Range of Motion Limitations Following Breast Surgery

Range of Motion Limitations Following Breast Surgery

Adapted from the:  Free Mini Course: Essentials of Cancer Exercise

Following breast surgery/reconstruction, shoulder range of motion limitations (ROM) are not uncommon. This may also be the case with some head and neck cancer surgeries. It’s important to address these issues because they can lead to additional joint deterioration, and/or frozen shoulder, if not corrected. Conducting a ROM assessment with a goniometer will help determine which areas need attention. Before beginning a resistance training program, your client should have 90% or better of the lower end of the ROM norm. Remember that ROM measurements taken passively are typically a reflection of flexibility while measurements taken actively are typically a reflection of strength. This process is described in detail and norms for each plane of motion are listed in the shoulder ROM section in the Mini Course.

 

For example, if norms for flexion are 150° -­‐180°, your client should be at no less than 135 degrees of passive ROM before they do any resistance training in flexion. If they are limited in passive ROM, it is likely that they will be limited in active ROM as well. It is a good idea to begin by taking the passive ROM measurements as the results will dictate the next step. If they are limited in passive ROM, there isn’t much need to take the active ROM measurement (other than for baseline purposes), as their focus will need to be on flexibility and ROM before they begin strength training. Flexibility limitations always outweigh strength limitations. You do not want a client to become stronger in a limited plane of motion.

 

Contraindications:

  • Only have your client stretch to the point of mild discomfort – NO PAIN!
  • If your client has expanders (breast reconstruction) NO CHEST STRETCHES AT ALL!
  • If your client has severely impaired ROM, recommend that they see a physical therapist or occupational therapist to focus on that particular ROM issue.
  • Have client focus on stretches in the plane of motion that they are limited in. Make sure they stay in that plane throughout the movement.

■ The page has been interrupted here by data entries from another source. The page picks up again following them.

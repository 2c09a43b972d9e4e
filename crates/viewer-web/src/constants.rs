// DOM contract: ids the host page must provide. Markup and styling stay with
// the page; the viewer only reads/writes display, size and the visible class.

use viewer_core::ScreenRole;

pub const MODEL_URL: &str = "assets/portfolio.glb";

pub const WEBGL_CONTAINER_ID: &str = "webgl-container";
pub const CSS3D_CONTAINER_ID: &str = "css3d-container";

pub const EXIT_BUTTON_ID: &str = "btn-exit";
pub const RESET_BUTTON_ID: &str = "btn-reset";
pub const THEME_BUTTON_ID: &str = "btn-theme";

pub const VISIBLE_CLASS: &str = "visible";

/// Display value that restores a blocker after an exit (blockers are flex
/// containers in the host markup).
pub const BLOCKER_VISIBLE_DISPLAY: &str = "flex";

pub fn wrapper_id(role: ScreenRole) -> &'static str {
    match role {
        ScreenRole::Monitor => "monitor-wrapper",
        ScreenRole::Tablet => "ipad-wrapper",
    }
}

pub fn blocker_id(role: ScreenRole) -> &'static str {
    match role {
        ScreenRole::Monitor => "monitor-blocker",
        ScreenRole::Tablet => "ipad-blocker",
    }
}

/// Optional section-navigation entries; absent elements are simply skipped.
pub fn nav_id(role: ScreenRole) -> &'static str {
    match role {
        ScreenRole::Monitor => "nav-monitor",
        ScreenRole::Tablet => "nav-tablet",
    }
}
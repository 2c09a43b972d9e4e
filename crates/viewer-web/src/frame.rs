//! Per-frame driver: advances the focus transition, applies orbit damping and
//! issues both render passes.

use crate::constants::{BLOCKER_VISIBLE_DISPLAY, EXIT_BUTTON_ID, VISIBLE_CLASS};
use crate::css3d::Css3dCompositor;
use crate::overlay::OverlayPanel;
use crate::{dom, render, Theme, Viewer};
use instant::Instant;
use std::cell::RefCell;
use std::rc::Rc;
use viewer_core::{FocusEvent, ScreenRole};
use wasm_bindgen::closure::Closure;
use wasm_bindgen::JsCast;
use web_sys as web;

pub struct FrameContext<'a> {
    pub viewer: Rc<RefCell<Viewer>>,
    pub panels: Rc<Vec<OverlayPanel>>,
    pub active_panel: Rc<RefCell<Option<ScreenRole>>>,
    pub theme: Rc<RefCell<Theme>>,
    pub canvas: web::HtmlCanvasElement,
    pub compositor: Css3dCompositor,
    pub gpu: Option<render::GpuState<'a>>,
}

impl<'a> FrameContext<'a> {
    pub fn frame(&mut self) {
        let now = Instant::now();
        let mut viewer = self.viewer.borrow_mut();
        let Viewer {
            camera,
            orbit,
            focus,
            ..
        } = &mut *viewer;

        if let Some(event) = focus.tick(camera, now) {
            match event {
                FocusEvent::Focused => {
                    orbit.enabled = false;
                    if let Some(doc) = dom::window_document() {
                        if let Some(btn) = dom::html_element(&doc, EXIT_BUTTON_ID) {
                            dom::add_class(&btn, VISIBLE_CLASS);
                        }
                    }
                }
                FocusEvent::ReturnedHome => {
                    orbit.enabled = true;
                    if let Some(role) = self.active_panel.borrow_mut().take() {
                        if let Some(panel) = self.panels.iter().find(|p| p.binding.role == role) {
                            dom::set_display(&panel.blocker, BLOCKER_VISIBLE_DISPLAY);
                        }
                    }
                }
            }
        }
        orbit.update(camera);

        if let Some(gpu) = &mut self.gpu {
            gpu.set_clear_color(self.theme.borrow().background());
            gpu.resize_if_needed(self.canvas.width(), self.canvas.height());
            if let Err(e) = gpu.render(camera) {
                log::error!("render error: {:?}", e);
            }
        }
        self.compositor.render(camera);
    }
}

pub async fn init_gpu(canvas: &web::HtmlCanvasElement) -> Option<render::GpuState<'static>> {
    // leak a canvas clone to satisfy 'static lifetime for surface
    let leaked_canvas = Box::leak(Box::new(canvas.clone()));
    match render::GpuState::new(leaked_canvas).await {
        Ok(g) => Some(g),
        Err(e) => {
            log::error!("WebGPU init error: {:?}", e);
            None
        }
    }
}

pub fn start_loop(frame_ctx: Rc<RefCell<FrameContext<'static>>>) {
    let tick: Rc<RefCell<Option<Closure<dyn FnMut()>>>> = Rc::new(RefCell::new(None));
    let tick_clone = tick.clone();
    let frame_ctx_tick = frame_ctx.clone();
    *tick.borrow_mut() = Some(Closure::wrap(Box::new(move || {
        frame_ctx_tick.borrow_mut().frame();
        if let Some(w) = web::window() {
            let _ = w.request_animation_frame(
                tick_clone
                    .borrow()
                    .as_ref()
                    .unwrap()
                    .as_ref()
                    .unchecked_ref(),
            );
        }
    }) as Box<dyn FnMut()>));
    if let Some(w) = web::window() {
        let _ = w.request_animation_frame(tick.borrow().as_ref().unwrap().as_ref().unchecked_ref());
    }
}
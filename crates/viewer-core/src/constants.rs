// Shared viewer tuning constants used by both the core logic and the web frontend.

// Viewport / projection
pub const FOV_Y_DEGREES: f32 = 45.0;
pub const INITIAL_EYE: [f32; 3] = [0.0, 0.0, 10.0]; // starting pose before the first auto-fit
pub const INITIAL_ZNEAR: f32 = 0.1;
pub const INITIAL_ZFAR: f32 = 1000.0;

// Camera framing
pub const DEFAULT_FIT_MARGIN: f32 = 1.5; // multiplicative slack over the minimum fitting distance
pub const NEAR_PLANE_DIVISOR: f32 = 100.0; // znear = distance / this
pub const FAR_PLANE_MULTIPLIER: f32 = 100.0; // zfar = distance * this
pub const MAX_ORBIT_DISTANCE_FACTOR: f32 = 10.0; // orbit dolly-out limit relative to fit distance

// Focus transitions
pub const FOCUS_DURATION_MS: u64 = 1000;

// Orbit controls
pub const ORBIT_DAMPING_FACTOR: f32 = 0.05;
pub const ORBIT_ROTATE_SPEED: f32 = 0.005; // radians per dragged pixel
pub const ORBIT_PITCH_LIMIT: f32 = 1.5; // keeps the camera off the poles
pub const ORBIT_DOLLY_STEP: f32 = 0.95; // multiplicative radius change per wheel notch

// Screen panels (CSS pixel dimensions of the overlaid DOM content)
pub const MONITOR_PIXEL_SIZE: [f32; 2] = [1280.0, 720.0];
pub const TABLET_PIXEL_SIZE: [f32; 2] = [768.0, 1024.0];

// Hand-tuned inspection offsets, expressed in the panel's local frame and
// rotated by the panel orientation at focus time.
pub const MONITOR_FOCUS_OFFSET: [f32; 3] = [0.0, 0.0, 0.6];
pub const TABLET_FOCUS_OFFSET: [f32; 3] = [0.0, 0.0, 0.5];

// Theme backgrounds (sRGB, 0x202025 and 0xf0f0f0)
pub const BACKGROUND_DARK: [f32; 3] = [0.1255, 0.1255, 0.1451];
pub const BACKGROUND_LIGHT: [f32; 3] = [0.9412, 0.9412, 0.9412];
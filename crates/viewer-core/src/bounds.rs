use glam::Vec3;

/// Axis-aligned bounding box. Derived on demand from scene geometry and never
/// cached across frames.
#[derive(Clone, Copy, Debug, PartialEq)]
pub struct Aabb {
    pub min: Vec3,
    pub max: Vec3,
}

impl Aabb {
    /// The empty box; inserting any point makes it valid.
    pub const EMPTY: Self = Self {
        min: Vec3::INFINITY,
        max: Vec3::NEG_INFINITY,
    };

    pub fn from_points<I: IntoIterator<Item = Vec3>>(points: I) -> Self {
        let mut aabb = Self::EMPTY;
        for p in points {
            aabb.insert(p);
        }
        aabb
    }

    pub fn insert(&mut self, p: Vec3) {
        self.min = self.min.min(p);
        self.max = self.max.max(p);
    }

    pub fn union(self, other: Self) -> Self {
        Self {
            min: self.min.min(other.min),
            max: self.max.max(other.max),
        }
    }

    pub fn center(&self) -> Vec3 {
        if self.is_empty() {
            Vec3::ZERO
        } else {
            (self.min + self.max) * 0.5
        }
    }

    /// Extent per axis; zero for empty boxes.
    pub fn size(&self) -> Vec3 {
        (self.max - self.min).max(Vec3::ZERO)
    }

    pub fn is_empty(&self) -> bool {
        self.min.x > self.max.x || self.min.y > self.max.y || self.min.z > self.max.z
    }

    /// True when there is no extent along any axis (a point, or nothing at all).
    pub fn is_degenerate(&self) -> bool {
        self.size().max_element() <= 0.0
    }
}

impl Default for Aabb {
    fn default() -> Self {
        Self::EMPTY
    }
}
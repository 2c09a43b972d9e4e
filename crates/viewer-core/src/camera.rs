//! Camera description shared between the framing, focus and render code.
//!
//! These types intentionally avoid referencing platform-specific APIs and are
//! suitable for use on both native and web targets. The web frontend consumes
//! them to build view/projection matrices for the GPU pass and for the DOM
//! compositing pass.

use crate::constants::{FOV_Y_DEGREES, INITIAL_EYE, INITIAL_ZFAR, INITIAL_ZNEAR};
use glam::{Mat4, Vec3};

/// Simple right-handed camera with perspective projection.
#[derive(Clone, Debug)]
pub struct Camera {
    pub eye: Vec3,
    pub target: Vec3,
    pub up: Vec3,
    pub aspect: f32,
    pub fovy_radians: f32,
    pub znear: f32,
    pub zfar: f32,
}

impl Camera {
    /// Camera at the default pre-fit pose, looking at the origin.
    pub fn new(aspect: f32) -> Self {
        Self {
            eye: Vec3::from_array(INITIAL_EYE),
            target: Vec3::ZERO,
            up: Vec3::Y,
            aspect,
            fovy_radians: FOV_Y_DEGREES.to_radians(),
            znear: INITIAL_ZNEAR,
            zfar: INITIAL_ZFAR,
        }
    }

    /// Update the aspect ratio on viewport resize. Never touches the pose.
    pub fn set_aspect(&mut self, aspect: f32) {
        self.aspect = aspect.max(f32::EPSILON);
    }

    /// Compute the clip-space projection matrix.
    pub fn projection_matrix(&self) -> Mat4 {
        Mat4::perspective_rh(self.fovy_radians, self.aspect, self.znear, self.zfar)
    }

    /// Compute the view matrix that transforms world to view space.
    pub fn view_matrix(&self) -> Mat4 {
        Mat4::look_at_rh(self.eye, self.target, self.up)
    }

    pub fn view_projection_matrix(&self) -> Mat4 {
        self.projection_matrix() * self.view_matrix()
    }
}
//! Camera framing: fit an arbitrary bounding volume into the view frustum.

use crate::bounds::Aabb;
use crate::camera::Camera;
use crate::constants::{FAR_PLANE_MULTIPLIER, MAX_ORBIT_DISTANCE_FACTOR, NEAR_PLANE_DIVISOR};
use glam::Vec3;

/// Outcome of a successful fit. The caller applies `max_orbit_distance` to its
/// orbit controls; the camera itself is already updated.
#[derive(Clone, Copy, Debug)]
pub struct FitResult {
    pub distance: f32,
    pub max_orbit_distance: f32,
}

/// Move the camera so that `bounds` fills the viewport at distance
/// `fit_margin * minimum-fitting-distance`, retreating along the current view
/// direction rather than snapping to a fixed axis.
///
/// A degenerate volume (zero extent on every axis) leaves the camera untouched
/// and returns `None`; callers may fire before geometry exists and that is not
/// an error.
pub fn fit_camera_to_bounds(camera: &mut Camera, bounds: &Aabb, fit_margin: f32) -> Option<FitResult> {
    if bounds.is_degenerate() {
        return None;
    }

    let max_extent = bounds.size().max_element();
    // Perspective-fit: object size vs. distance under the vertical FOV, then
    // corrected for the horizontal FOV implied by the aspect ratio.
    let height_distance = max_extent / (2.0 * (camera.fovy_radians * 0.5).tan());
    let width_distance = height_distance / camera.aspect;
    let distance = fit_margin * height_distance.max(width_distance);

    let center = bounds.center();
    let view_dir = camera.target - camera.eye;
    let direction = if view_dir.length_squared() > 1e-12 {
        view_dir.normalize()
    } else {
        Vec3::NEG_Z
    };

    camera.target = center;
    camera.eye = center - direction * distance;
    // Scale the clip planes with the fit so neither end of the scene clips.
    camera.znear = distance / NEAR_PLANE_DIVISOR;
    camera.zfar = distance * FAR_PLANE_MULTIPLIER;

    Some(FitResult {
        distance,
        max_orbit_distance: MAX_ORBIT_DISTANCE_FACTOR * distance,
    })
}
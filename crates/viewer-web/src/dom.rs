use crate::constants::WEBGL_CONTAINER_ID;
use wasm_bindgen::JsCast;
use web_sys as web;

#[inline]
pub fn window_document() -> Option<web::Document> {
    web::window().and_then(|w| w.document())
}

#[inline]
pub fn js_error(e: wasm_bindgen::JsValue) -> anyhow::Error {
    anyhow::anyhow!(format!("{:?}", e))
}

#[inline]
pub fn html_element(document: &web::Document, id: &str) -> Option<web::HtmlElement> {
    document
        .get_element_by_id(id)
        .and_then(|el| el.dyn_into::<web::HtmlElement>().ok())
}

#[inline]
pub fn add_click_listener(
    document: &web::Document,
    element_id: &str,
    mut handler: impl FnMut() + 'static,
) {
    if let Some(el) = document.get_element_by_id(element_id) {
        let closure =
            wasm_bindgen::closure::Closure::wrap(Box::new(move || handler()) as Box<dyn FnMut()>);
        let _ = el.add_event_listener_with_callback("click", closure.as_ref().unchecked_ref());
        closure.forget();
    }
}

#[inline]
pub fn add_click_listener_to(el: &web::HtmlElement, mut handler: impl FnMut() + 'static) {
    let closure =
        wasm_bindgen::closure::Closure::wrap(Box::new(move || handler()) as Box<dyn FnMut()>);
    let _ = el.add_event_listener_with_callback("click", closure.as_ref().unchecked_ref());
    closure.forget();
}

#[inline]
pub fn set_display(el: &web::HtmlElement, value: &str) {
    let _ = el.style().set_property("display", value);
}

#[inline]
pub fn add_class(el: &web::HtmlElement, class: &str) {
    let _ = el.class_list().add_1(class);
}

#[inline]
pub fn remove_class(el: &web::HtmlElement, class: &str) {
    let _ = el.class_list().remove_1(class);
}

/// Maintain canvas internal pixel size to match CSS size * devicePixelRatio.
pub fn sync_canvas_backing_size(canvas: &web::HtmlCanvasElement) {
    if let Some(w) = web::window() {
        let dpr = w.device_pixel_ratio();
        let rect = canvas.get_bounding_client_rect();
        let w_px = (rect.width() * dpr) as u32;
        let h_px = (rect.height() * dpr) as u32;
        canvas.set_width(w_px.max(1));
        canvas.set_height(h_px.max(1));
    }
}

/// Create the raster canvas inside the WebGL container. It sits under the DOM
/// compositor layer and must not intercept pointer events.
pub fn create_render_canvas(document: &web::Document) -> anyhow::Result<web::HtmlCanvasElement> {
    let container = html_element(document, WEBGL_CONTAINER_ID)
        .ok_or_else(|| anyhow::anyhow!("missing #{}", WEBGL_CONTAINER_ID))?;
    let canvas: web::HtmlCanvasElement = document
        .create_element("canvas")
        .map_err(js_error)?
        .dyn_into()
        .map_err(|_| anyhow::anyhow!("canvas element has unexpected type"))?;
    let style = canvas.style();
    let _ = style.set_property("position", "absolute");
    let _ = style.set_property("width", "100%");
    let _ = style.set_property("height", "100%");
    let _ = style.set_property("pointer-events", "none");
    container.append_child(&canvas).map_err(js_error)?;
    Ok(canvas)
}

For example, if your client is working on shoulder flexion, make sure that their arm does not abduct during the movement.
  • If they have less than 90% of the norm in any plane of motion, DO NOT begin strength training in that plane of motion.

 

Note: Following any surgery it is mandatory that you have a medical clearance from the doctor prior to your first meeting with your client if it involves anything physical (this includes assessment protocol).